▸ Instructions to follow:
Below are records; count how many of their lines contain the word "PartialEq" and give the number alone.

(Records from a data source)
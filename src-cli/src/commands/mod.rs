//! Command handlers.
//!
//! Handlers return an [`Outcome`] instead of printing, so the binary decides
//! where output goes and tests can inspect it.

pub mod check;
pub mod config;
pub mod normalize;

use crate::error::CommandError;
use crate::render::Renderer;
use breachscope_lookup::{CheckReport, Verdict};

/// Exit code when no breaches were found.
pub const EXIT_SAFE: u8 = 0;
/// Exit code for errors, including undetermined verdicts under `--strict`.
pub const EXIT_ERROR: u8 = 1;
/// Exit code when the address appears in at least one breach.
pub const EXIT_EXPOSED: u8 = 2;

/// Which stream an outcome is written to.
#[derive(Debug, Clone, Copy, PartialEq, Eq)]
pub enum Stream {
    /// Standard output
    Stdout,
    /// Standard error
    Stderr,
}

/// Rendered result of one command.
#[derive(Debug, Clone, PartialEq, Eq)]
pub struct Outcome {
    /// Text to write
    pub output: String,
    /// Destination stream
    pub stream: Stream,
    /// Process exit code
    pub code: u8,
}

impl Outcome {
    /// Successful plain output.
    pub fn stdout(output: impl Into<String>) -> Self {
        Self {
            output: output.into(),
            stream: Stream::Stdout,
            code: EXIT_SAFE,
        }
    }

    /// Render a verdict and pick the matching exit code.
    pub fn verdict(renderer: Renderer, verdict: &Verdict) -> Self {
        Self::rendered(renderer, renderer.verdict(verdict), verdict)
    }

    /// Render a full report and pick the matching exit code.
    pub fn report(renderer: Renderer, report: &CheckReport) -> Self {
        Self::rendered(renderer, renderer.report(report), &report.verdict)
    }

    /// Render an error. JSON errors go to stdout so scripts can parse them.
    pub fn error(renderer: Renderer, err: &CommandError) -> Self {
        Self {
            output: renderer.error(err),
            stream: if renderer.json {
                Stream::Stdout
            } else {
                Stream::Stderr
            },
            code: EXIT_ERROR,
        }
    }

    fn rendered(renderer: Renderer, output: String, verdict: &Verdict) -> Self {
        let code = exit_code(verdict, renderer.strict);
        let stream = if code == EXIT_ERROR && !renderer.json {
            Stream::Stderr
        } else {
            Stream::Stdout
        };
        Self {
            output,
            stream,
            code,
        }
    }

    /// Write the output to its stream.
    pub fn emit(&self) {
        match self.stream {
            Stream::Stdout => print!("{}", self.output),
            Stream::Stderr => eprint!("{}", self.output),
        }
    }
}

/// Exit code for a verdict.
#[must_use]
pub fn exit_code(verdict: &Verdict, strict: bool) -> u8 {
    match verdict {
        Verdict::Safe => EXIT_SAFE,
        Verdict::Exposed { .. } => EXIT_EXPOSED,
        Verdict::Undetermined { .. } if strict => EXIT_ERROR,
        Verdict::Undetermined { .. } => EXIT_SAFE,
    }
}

▸ Output:
2